Agnes Loriba de CARE Ghana, et co-chercheuse principale du projet Women Rear, a déclaré qu’elle a mobilisé les leaders communautaires, les femmes et les hommes à réfléchir sur l’effet des normes culturelles et à la nécessité de changer, ajoutant qu’elle constatait « quelques progrès dans ce domaine » et que davantage de femmes sont soutenues « pour déclarer la propriété de leur bétail.
Le projet Women Rear a également permis de former des vaccinatrices et d’améliorer l’infrastructure de distribution des vaccins, notamment en améliorant la réfrigération. En 2020, Cowtribe a lancé une application de livraison de vaccins qui permet aux agriculteurs – femmes et hommes – d’accéder aux vaccins. L’application transmet également des messages vocaux dans les langues locales sur les avantages de la vaccination afin d’améliorer l’adoption.
À la fin de 2022, au moins 4 000 femmes s’étaient inscrites sur l’application et plus de 10 000 doses de vaccin avaient été livrées par l’intermédiaire de l’application.
« D’après un sondage après la vaccination réalisée en mars 2023, 82,5 % des agricultrices et des agriculteurs ont déclaré que leur bétail était en meilleure santé grâce à la vaccination », a déclaré Mme Loriba.
La combinaison d’un meilleur accès aux vaccins grâce à la technologie, d’une meilleure connaissance de la gestion du bétail et des vaccins et de dialogues communautaires sur les normes de genre entraîne des changements dans les pratiques et contribue à l’augmentation de l’utilisation des vaccins.
Accroître la participation des femmes à la distribution des vaccins au Kenya
Au Kenya, le projet Gender-Inclusive Vaccine Ecosystems (GIVE) vise à accroître la participation des femmes dans les chaînes de distribution de vaccins pour le bétail en réduisant les obstacles auxquels elles sont confrontées, comme les normes et les pratiques sexospécifiques et socioculturelles.
Le projet, qui se concentre sur la volaille et les petits ruminants, forme les femmes à l’élevage et recrute nombre d’entre elles comme vaccinatrices communautaires contre la maladie de Newcastle chez la volaille.
« La formation sur les techniques améliorées d’élevage de poulets, les vaccins, l’esprit d’entreprise et les avantages de la vaccination a permis aux agricultrices et aux agriculteurs d’acquérir les connaissances et les compétences nécessaires pour mieux élever leurs poulets et leurs chèvres », a déclaré Salome Bukachi, chercheuse principale et anthropologue à l’Université de Nairobi. « Une évaluation après la formation a montré que les agricultrices et les agriculteurs avaient appliqué certaines de ces connaissances, ce qui s’est traduit par une amélioration de la productivité et des revenus. »

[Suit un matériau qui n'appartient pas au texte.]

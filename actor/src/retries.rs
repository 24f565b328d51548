// Copyright 2025 Kore Ledger, SL
// SPDX-License-Identifier: Apache-2.0

//! # Retries
//!
//! Backoff strategies for outbound delivery and the per-destination attempt counter used by
//! `ActorRef` when a remote tell or ask fails.
//!

use backoff::backoff::Backoff as InnerBackoff;

use std::{
    collections::HashMap,
    fmt::Debug,
    sync::{Arc, Mutex, PoisonError},
    time::Duration,
};

/// Trait to define a retry strategy. You can implement this trait to define your custom retry
/// strategy.
pub trait RetryStrategy: Debug + Send + Sync {
    /// Maximum number of tries before giving up.
    fn max_retries(&self) -> usize;

    /// Wait before the next try. `None` means retry immediately.
    fn next_backoff(&mut self) -> Option<Duration>;
}

/// Retries without waiting.
#[derive(Debug, Default)]
pub struct NoIntervalStrategy {
    max_retries: usize,
}

impl NoIntervalStrategy {
    pub fn new(max_retries: usize) -> Self {
        NoIntervalStrategy { max_retries }
    }
}

impl RetryStrategy for NoIntervalStrategy {
    fn max_retries(&self) -> usize {
        self.max_retries
    }

    fn next_backoff(&mut self) -> Option<Duration> {
        None
    }
}

/// Waits the same interval between every try.
#[derive(Debug, Default)]
pub struct FixedIntervalStrategy {
    max_retries: usize,
    duration: Duration,
}

impl FixedIntervalStrategy {
    pub fn new(max_retries: usize, duration: Duration) -> Self {
        FixedIntervalStrategy {
            max_retries,
            duration,
        }
    }
}

impl RetryStrategy for FixedIntervalStrategy {
    fn max_retries(&self) -> usize {
        self.max_retries
    }

    fn next_backoff(&mut self) -> Option<Duration> {
        Some(self.duration)
    }
}

/// Waits `attempt × base` before try `attempt + 1`.
#[derive(Debug, Default)]
pub struct LinearIntervalStrategy {
    max_retries: usize,
    base: Duration,
    attempt: u32,
}

impl LinearIntervalStrategy {
    pub fn new(max_retries: usize, base: Duration) -> Self {
        LinearIntervalStrategy {
            max_retries,
            base,
            attempt: 0,
        }
    }
}

impl RetryStrategy for LinearIntervalStrategy {
    fn max_retries(&self) -> usize {
        self.max_retries
    }

    fn next_backoff(&mut self) -> Option<Duration> {
        self.attempt = self.attempt.saturating_add(1);
        Some(self.base.saturating_mul(self.attempt))
    }
}

/// Exponential backoff with jitter.
#[derive(Debug, Default)]
pub struct ExponentialBackoffStrategy {
    max_retries: usize,
    inner: Arc<Mutex<backoff::ExponentialBackoff>>,
}

impl ExponentialBackoffStrategy {
    pub fn new(max_retries: usize) -> Self {
        ExponentialBackoffStrategy {
            max_retries,
            inner: Arc::new(Mutex::new(backoff::ExponentialBackoff::default())),
        }
    }

    pub fn with_initial_interval(max_retries: usize, initial: Duration) -> Self {
        let inner = backoff::ExponentialBackoffBuilder::new()
            .with_initial_interval(initial)
            .with_max_elapsed_time(None)
            .build();
        ExponentialBackoffStrategy {
            max_retries,
            inner: Arc::new(Mutex::new(inner)),
        }
    }
}

impl RetryStrategy for ExponentialBackoffStrategy {
    fn max_retries(&self) -> usize {
        self.max_retries
    }

    fn next_backoff(&mut self) -> Option<Duration> {
        self.inner.lock().ok().and_then(|mut eb| eb.next_backoff())
    }
}

/// Consecutive failure counter keyed by destination and payload
/// (`locator | message type | payload | action`).
#[derive(Debug, Default)]
pub(crate) struct RetryTracker {
    attempts: Mutex<HashMap<String, u32>>,
}

impl RetryTracker {
    pub(crate) fn key(
        locator: &str,
        message_type: &str,
        payload: &str,
        action: &str,
    ) -> String {
        format!("{}|{}|{}|{}", locator, message_type, payload, action)
    }

    /// Records a failure and returns the number of consecutive failures for `key`.
    pub(crate) fn record_failure(&self, key: &str) -> u32 {
        let mut attempts =
            self.attempts.lock().unwrap_or_else(PoisonError::into_inner);
        let count = attempts.entry(key.to_owned()).or_insert(0);
        *count += 1;
        *count
    }

    pub(crate) fn clear(&self, key: &str) {
        self.attempts
            .lock()
            .unwrap_or_else(PoisonError::into_inner)
            .remove(key);
    }

    #[cfg(test)]
    pub(crate) fn attempts(&self, key: &str) -> u32 {
        self.attempts
            .lock()
            .unwrap_or_else(PoisonError::into_inner)
            .get(key)
            .copied()
            .unwrap_or_default()
    }
}
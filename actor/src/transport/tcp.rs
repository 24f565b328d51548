// Copyright 2025 Kore Ledger, SL
// SPDX-License-Identifier: Apache-2.0

//! # TCP transport
//!
//! Frames are `[length: u32 little-endian][bincode body]`. A client opens one connection per
//! call, writes a single request frame and reads a single response frame. The server keeps
//! serving frames on a connection until the peer closes it.
//!

use super::{
    CacheEntry, CreateActorRequest, ElectionMessage, EnqueueRequest,
    EnqueueResponse, NodeService, Transport,
};
use crate::{actor::ActorDescriptor, Error, HostId};

use async_trait::async_trait;
use futures::{stream, stream::BoxStream, StreamExt};
use serde::{de::DeserializeOwned, Deserialize, Serialize};
use tokio::{
    io::{AsyncRead, AsyncReadExt, AsyncWrite, AsyncWriteExt},
    net::{TcpListener, TcpStream},
};
use tokio_util::sync::CancellationToken;
use tracing::{debug, error, warn};

use std::{io::ErrorKind, net::SocketAddr, sync::Arc, time::Duration};

/// Largest accepted frame body.
pub const MAX_FRAME_SIZE: usize = 16 * 1024 * 1024;

const DEFAULT_CONNECT_TIMEOUT: Duration = Duration::from_secs(2);
const DEFAULT_PING_TIMEOUT: Duration = Duration::from_secs(2);
const DEFAULT_REQUEST_TIMEOUT: Duration = Duration::from_secs(30);

#[derive(Debug, Serialize, Deserialize)]
enum RpcRequest {
    CreateActorAsLeader(CreateActorRequest),
    CreateLocalActor(CreateActorRequest),
    GetActor(String),
    Enqueue(EnqueueRequest),
    SyncRegistrations(Vec<ActorDescriptor>),
    Ping(String),
    Election(ElectionMessage),
    SyncCache(Vec<CacheEntry>),
}

#[derive(Debug, Serialize, Deserialize)]
enum RpcResponse {
    Actor(ActorDescriptor),
    MaybeActor(Option<ActorDescriptor>),
    Enqueued(EnqueueResponse),
    Pong(String),
    Leader(ElectionMessage),
    Done,
    Failed(Error),
}

fn io_error(peer: &str, error: std::io::Error) -> Error {
    Error::Transport(peer.to_owned(), error.to_string())
}

async fn write_frame<W, T>(writer: &mut W, peer: &str, value: &T) -> Result<(), Error>
where
    W: AsyncWrite + Unpin,
    T: Serialize,
{
    let body = bincode::serialize(value)?;
    if body.len() > MAX_FRAME_SIZE {
        return Err(Error::Transport(
            peer.to_owned(),
            format!("frame too large: {} bytes", body.len()),
        ));
    }
    writer
        .write_all(&(body.len() as u32).to_le_bytes())
        .await
        .map_err(|e| io_error(peer, e))?;
    writer.write_all(&body).await.map_err(|e| io_error(peer, e))?;
    writer.flush().await.map_err(|e| io_error(peer, e))
}

/// Reads one frame. `Ok(None)` means the peer closed the connection between frames.
async fn read_frame<R, T>(reader: &mut R, peer: &str) -> Result<Option<T>, Error>
where
    R: AsyncRead + Unpin,
    T: DeserializeOwned,
{
    let mut length = [0u8; 4];
    match reader.read_exact(&mut length).await {
        Ok(_) => {}
        Err(e) if e.kind() == ErrorKind::UnexpectedEof => return Ok(None),
        Err(e) => return Err(io_error(peer, e)),
    }
    let length = u32::from_le_bytes(length) as usize;
    if length > MAX_FRAME_SIZE {
        return Err(Error::Transport(
            peer.to_owned(),
            format!("frame too large: {} bytes", length),
        ));
    }
    let mut body = vec![0u8; length];
    reader
        .read_exact(&mut body)
        .await
        .map_err(|e| io_error(peer, e))?;
    Ok(Some(bincode::deserialize(&body)?))
}

/// Client transport over TCP.
///
/// Every call has a deadline covering the request and the response. Pings and election
/// messages use the short ping deadline so a frozen peer is seen as dead.
#[derive(Clone, Debug)]
pub struct TcpTransport {
    connect_timeout: Duration,
    ping_timeout: Duration,
    request_timeout: Duration,
}

impl Default for TcpTransport {
    fn default() -> Self {
        Self::new()
    }
}

impl TcpTransport {
    pub fn new() -> Self {
        Self {
            connect_timeout: DEFAULT_CONNECT_TIMEOUT,
            ping_timeout: DEFAULT_PING_TIMEOUT,
            request_timeout: DEFAULT_REQUEST_TIMEOUT,
        }
    }

    pub fn with_connect_timeout(connect_timeout: Duration) -> Self {
        Self {
            connect_timeout,
            ..Self::new()
        }
    }

    pub fn ping_timeout(mut self, timeout: Duration) -> Self {
        self.ping_timeout = timeout;
        self
    }

    pub fn request_timeout(mut self, timeout: Duration) -> Self {
        self.request_timeout = timeout;
        self
    }

    fn deadline(&self, request: &RpcRequest) -> Duration {
        match request {
            RpcRequest::Ping(_) | RpcRequest::Election(_) => self.ping_timeout,
            RpcRequest::Enqueue(EnqueueRequest {
                timeout_ms: Some(ms),
                ..
            }) => self.request_timeout.max(Duration::from_millis(*ms)),
            _ => self.request_timeout,
        }
    }

    async fn call(
        &self,
        target: &HostId,
        request: RpcRequest,
    ) -> Result<RpcResponse, Error> {
        let peer = target.to_string();
        let mut stream = tokio::time::timeout(
            self.connect_timeout,
            TcpStream::connect((target.address.as_str(), target.port)),
        )
        .await
        .map_err(|_| Error::Transport(peer.clone(), "connect timed out".to_owned()))?
        .map_err(|e| io_error(&peer, e))?;

        let deadline = self.deadline(&request);
        let exchange = async {
            write_frame(&mut stream, &peer, &request).await?;
            read_frame(&mut stream, &peer).await
        };
        let response = tokio::time::timeout(deadline, exchange)
            .await
            .map_err(|_| {
                Error::Transport(
                    peer.clone(),
                    format!("no response within {} ms", deadline.as_millis()),
                )
            })??;
        match response {
            Some(RpcResponse::Failed(error)) => Err(error),
            Some(response) => Ok(response),
            None => Err(Error::Transport(
                peer,
                "connection closed before response".to_owned(),
            )),
        }
    }
}

fn unexpected(target: &HostId, response: RpcResponse) -> Error {
    Error::Transport(
        target.to_string(),
        format!("unexpected response {:?}", response),
    )
}

#[async_trait]
impl Transport for TcpTransport {
    async fn create_actor_as_leader(
        &self,
        target: &HostId,
        request: CreateActorRequest,
    ) -> Result<ActorDescriptor, Error> {
        match self
            .call(target, RpcRequest::CreateActorAsLeader(request))
            .await?
        {
            RpcResponse::Actor(descriptor) => Ok(descriptor),
            other => Err(unexpected(target, other)),
        }
    }

    async fn create_local_actor(
        &self,
        target: &HostId,
        request: CreateActorRequest,
    ) -> Result<ActorDescriptor, Error> {
        match self.call(target, RpcRequest::CreateLocalActor(request)).await? {
            RpcResponse::Actor(descriptor) => Ok(descriptor),
            other => Err(unexpected(target, other)),
        }
    }

    async fn get_actor(
        &self,
        target: &HostId,
        locator: String,
    ) -> Result<Option<ActorDescriptor>, Error> {
        match self.call(target, RpcRequest::GetActor(locator)).await? {
            RpcResponse::MaybeActor(descriptor) => Ok(descriptor),
            other => Err(unexpected(target, other)),
        }
    }

    async fn enqueue(
        &self,
        target: &HostId,
        request: EnqueueRequest,
    ) -> Result<EnqueueResponse, Error> {
        match self.call(target, RpcRequest::Enqueue(request)).await? {
            RpcResponse::Enqueued(response) => Ok(response),
            other => Err(unexpected(target, other)),
        }
    }

    async fn sync_registrations(
        &self,
        target: &HostId,
        registrations: BoxStream<'static, ActorDescriptor>,
    ) -> Result<(), Error> {
        let registrations = registrations.collect::<Vec<_>>().await;
        match self
            .call(target, RpcRequest::SyncRegistrations(registrations))
            .await?
        {
            RpcResponse::Done => Ok(()),
            other => Err(unexpected(target, other)),
        }
    }

    async fn ping(&self, target: &HostId, message: String) -> Result<String, Error> {
        match self.call(target, RpcRequest::Ping(message)).await? {
            RpcResponse::Pong(message) => Ok(message),
            other => Err(unexpected(target, other)),
        }
    }

    async fn election(
        &self,
        target: &HostId,
        message: ElectionMessage,
    ) -> Result<ElectionMessage, Error> {
        match self.call(target, RpcRequest::Election(message)).await? {
            RpcResponse::Leader(leader) => Ok(leader),
            other => Err(unexpected(target, other)),
        }
    }

    async fn sync_cache(
        &self,
        target: &HostId,
        entries: BoxStream<'static, CacheEntry>,
    ) -> Result<(), Error> {
        let entries = entries.collect::<Vec<_>>().await;
        match self.call(target, RpcRequest::SyncCache(entries)).await? {
            RpcResponse::Done => Ok(()),
            other => Err(unexpected(target, other)),
        }
    }
}

/// Accepts node protocol connections and dispatches them to a `NodeService`.
pub struct TcpServer {
    listener: TcpListener,
}

impl TcpServer {
    /// Binds the listening socket, e.g. `0.0.0.0:6161`.
    pub async fn bind(addr: &str) -> Result<Self, Error> {
        let listener = TcpListener::bind(addr)
            .await
            .map_err(|e| io_error(addr, e))?;
        Ok(Self { listener })
    }

    pub fn local_addr(&self) -> Result<SocketAddr, Error> {
        self.listener
            .local_addr()
            .map_err(|e| Error::Transport("listener".to_owned(), e.to_string()))
    }

    /// Serves connections until the token is cancelled.
    pub async fn serve(self, service: Arc<dyn NodeService>, token: CancellationToken) {
        loop {
            tokio::select! {
                _ = token.cancelled() => {
                    debug!("Node server stopped.");
                    break;
                }
                accepted = self.listener.accept() => {
                    match accepted {
                        Ok((stream, peer)) => {
                            let service = service.clone();
                            tokio::spawn(async move {
                                if let Err(e) = handle_connection(stream, &peer.to_string(), service).await {
                                    warn!("Connection with {} failed: {}", peer, e);
                                }
                            });
                        }
                        Err(e) => error!("Accept failed: {}", e),
                    }
                }
            }
        }
    }
}

async fn handle_connection(
    mut stream: TcpStream,
    peer: &str,
    service: Arc<dyn NodeService>,
) -> Result<(), Error> {
    while let Some(request) = read_frame::<_, RpcRequest>(&mut stream, peer).await? {
        let response = dispatch(service.as_ref(), request).await;
        write_frame(&mut stream, peer, &response).await?;
    }
    Ok(())
}

async fn dispatch(service: &dyn NodeService, request: RpcRequest) -> RpcResponse {
    let response = match request {
        RpcRequest::CreateActorAsLeader(request) => service
            .create_actor_as_leader(request)
            .await
            .map(RpcResponse::Actor),
        RpcRequest::CreateLocalActor(request) => service
            .create_local_actor(request)
            .await
            .map(RpcResponse::Actor),
        RpcRequest::GetActor(locator) => service
            .get_actor(locator)
            .await
            .map(RpcResponse::MaybeActor),
        RpcRequest::Enqueue(request) => {
            service.enqueue(request).await.map(RpcResponse::Enqueued)
        }
        RpcRequest::SyncRegistrations(registrations) => service
            .sync_registrations(stream::iter(registrations).boxed())
            .await
            .map(|_| RpcResponse::Done),
        RpcRequest::Ping(message) => service.ping(message).await.map(RpcResponse::Pong),
        RpcRequest::Election(message) => {
            service.election(message).await.map(RpcResponse::Leader)
        }
        RpcRequest::SyncCache(entries) => service
            .sync_cache(stream::iter(entries).boxed())
            .await
            .map(|_| RpcResponse::Done),
    };
    response.unwrap_or_else(RpcResponse::Failed)
}

#[cfg(test)]
mod tests {

    use super::*;

    #[tokio::test]
    async fn test_frame_round_trip_over_duplex() {
        let (mut client, mut server) = tokio::io::duplex(1024);
        let message = ElectionMessage {
            host: "node-1".to_owned(),
            port: 6161,
            priority: Some(7),
        };
        write_frame(&mut client, "peer", &RpcRequest::Election(message.clone()))
            .await
            .unwrap();
        drop(client);

        let request: Option<RpcRequest> = read_frame(&mut server, "peer").await.unwrap();
        match request {
            Some(RpcRequest::Election(received)) => assert_eq!(received, message),
            other => panic!("unexpected frame {:?}", other),
        }
        let next: Option<RpcRequest> = read_frame(&mut server, "peer").await.unwrap();
        assert!(next.is_none());
    }

    #[tokio::test]
    async fn test_oversized_frame_is_rejected() {
        let (mut client, mut server) = tokio::io::duplex(64);
        client
            .write_all(&((MAX_FRAME_SIZE as u32) + 1).to_le_bytes())
            .await
            .unwrap();
        let result: Result<Option<RpcRequest>, Error> =
            read_frame(&mut server, "peer").await;
        assert!(matches!(result, Err(Error::Transport(..))));
    }

    #[tokio::test]
    async fn test_unreachable_host_is_a_delivery_failure() {
        let transport = TcpTransport::with_connect_timeout(Duration::from_millis(200));
        let result = transport
            .ping(&HostId::new("127.0.0.1", 1), "ping".to_owned())
            .await;
        assert!(result.unwrap_err().is_delivery_failure());
    }

    #[tokio::test]
    async fn test_silent_peer_times_out() {
        // Accepts connections and never answers.
        let listener = TcpListener::bind("127.0.0.1:0").await.unwrap();
        let port = listener.local_addr().unwrap().port();
        let silent = tokio::spawn(async move {
            let mut held = Vec::new();
            while let Ok((stream, _)) = listener.accept().await {
                held.push(stream);
            }
        });

        let transport = TcpTransport::new().ping_timeout(Duration::from_millis(200));
        let result = tokio::time::timeout(
            Duration::from_secs(5),
            transport.ping(&HostId::new("127.0.0.1", port), "ping".to_owned()),
        )
        .await
        .expect("ping must give up on its own");
        let error = result.unwrap_err();
        assert!(error.is_delivery_failure());
        assert!(error.to_string().contains("no response within 200 ms"));
        silent.abort();
    }
}
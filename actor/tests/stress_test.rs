// Copyright 2025 Kore Ledger, SL
// SPDX-License-Identifier: Apache-2.0

// Creation and delivery under a multi-threaded runtime

mod common;

use actor::Locator;
use common::cluster;
use futures::future::join_all;
use serde_json::json;
use tracing_subscriber::EnvFilter;

#[tokio::test(flavor = "multi_thread", worker_threads = 4)]
async fn test_parallel_creation_yields_one_instance() {
    let _ = tracing_subscriber::fmt()
        .with_env_filter(EnvFilter::from_default_env())
        .with_test_writer()
        .try_init();

    let cluster = cluster(&[100, 200, 300], false).await;
    let tasks = (0..12).map(|i| {
        let system = cluster.node(i % 3).clone();
        tokio::spawn(async move { system.create_actor("hot", "counter").await })
    });

    let mut urls = Vec::new();
    for joined in join_all(tasks).await {
        // A node that already hosts the actor refuses to spawn it twice.
        if let Ok(actor) = joined.unwrap() {
            urls.push(actor.actor_url().to_owned());
        }
    }
    assert!(!urls.is_empty());
    urls.dedup();
    assert_eq!(urls.len(), 1);
    assert_eq!(cluster.instances(&Locator::parse("-/hot").unwrap()).await, 1);

    let hot = cluster.node(0).lookup(&Locator::parse("-/hot").unwrap()).await.unwrap();
    let increments = (0..50).map(|_| {
        let hot = hot.clone();
        tokio::spawn(async move { hot.ask(Some("increment"), &1, None).await })
    });
    for joined in join_all(increments).await {
        joined.unwrap().unwrap();
    }
    assert_eq!(hot.ask(Some("get"), &(), None).await.unwrap(), json!(50));
}
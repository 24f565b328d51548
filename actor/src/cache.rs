// Copyright 2025 Kore Ledger, SL
// SPDX-License-Identifier: Apache-2.0

//! Key/value cache shared by the actors of a node, optionally replicated to every node.

use crate::{system::WeakSystem, transport::CacheEntry, Error};

use futures::{future::join_all, stream, StreamExt};
use serde_json::Value;
use tokio::sync::RwLock;
use tracing::warn;

use std::collections::HashMap;

pub struct ActorSystemCache {
    system: WeakSystem,
    entries: RwLock<HashMap<String, Value>>,
}

impl ActorSystemCache {
    pub(crate) fn new(system: WeakSystem) -> Self {
        Self {
            system,
            entries: RwLock::new(HashMap::new()),
        }
    }

    pub async fn get(&self, key: &str) -> Option<Value> {
        self.entries.read().await.get(key).cloned()
    }

    pub async fn set(&self, key: &str, value: Value) {
        self.entries.write().await.insert(key.to_owned(), value);
    }

    pub async fn clear(&self, key: &str) -> Option<Value> {
        self.entries.write().await.remove(key)
    }

    pub async fn keys(&self) -> Vec<String> {
        let mut keys: Vec<String> = self.entries.read().await.keys().cloned().collect();
        keys.sort();
        keys
    }

    /// Sets the value here and on every other node.
    pub async fn set_and_sync(&self, key: &str, value: Value) -> Result<(), Error> {
        let json = serde_json::to_string(&value)?;
        self.set(key, value).await;
        self.sync(CacheEntry {
            key: key.to_owned(),
            value: Some(json),
        })
        .await
    }

    /// Clears the key here and on every other node.
    pub async fn clear_and_sync(&self, key: &str) -> Result<(), Error> {
        self.clear(key).await;
        self.sync(CacheEntry {
            key: key.to_owned(),
            value: None,
        })
        .await
    }

    /// Applies an update received from another node.
    pub(crate) async fn apply(&self, entry: CacheEntry) -> Result<(), Error> {
        match entry.value {
            Some(json) => {
                let value: Value = serde_json::from_str(&json)?;
                self.set(&entry.key, value).await;
            }
            None => {
                self.clear(&entry.key).await;
            }
        }
        Ok(())
    }

    async fn sync(&self, entry: CacheEntry) -> Result<(), Error> {
        let system = self.system.upgrade()?;
        let others = system.cluster().other_hosts().await;
        let transport = system.transport();
        let calls = others.iter().map(|host| {
            let entries = stream::iter(vec![entry.clone()]).boxed();
            let transport = transport.clone();
            async move { (host, transport.sync_cache(host.id(), entries).await) }
        });
        for (host, result) in join_all(calls).await {
            if let Err(e) = result {
                warn!("Cache sync to {} failed: {}", host.id(), e);
            }
        }
        Ok(())
    }
}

Le projet GIVE a également mis au point un modèle d’approvisionnement en vaccins centré sur les agricultrices et les agriculteurs qui a permis de rapprocher les vaccins et les services de vaccination des agricultrices et des agriculteurs à petite échelle.
« Les agricultrices et les agriculteurs ont été formés en tant que vaccinatrices et vaccinateurs communautaires pour offrir des services de porte-à-porte à d’autres agricultrices et agriculteurs », a déclaré Mme Bukachi. « Grâce à ce service, les femmes ont gagné un revenu supplémentaire et ont gagné en confiance et en respect au sein de la communauté, ce qui a contribué à leur autonomie. »
Le projet démontre l’effet d’une approche holistique visant à modifier les comportements et à accroître l’utilisation des vaccins en améliorant l’accès aux vaccins, en fournissant aux agricultrices des connaissances sur l’élevage et les vaccins et en sensibilisant la communauté à la question du genre. Le succès de ce modèle a incité les responsables du projet à mobiliser les gouvernements locaux à intensifier le travail.
« Nous mobilisons le gouvernement du comté de Makueni dans le modèle d’approvisionnement en vaccins centré sur les agricultrices et les agriculteurs en vue de l’adopter et de le déployer dans le comté pour une incidence plus importante », a expliqué Mme Bukachi.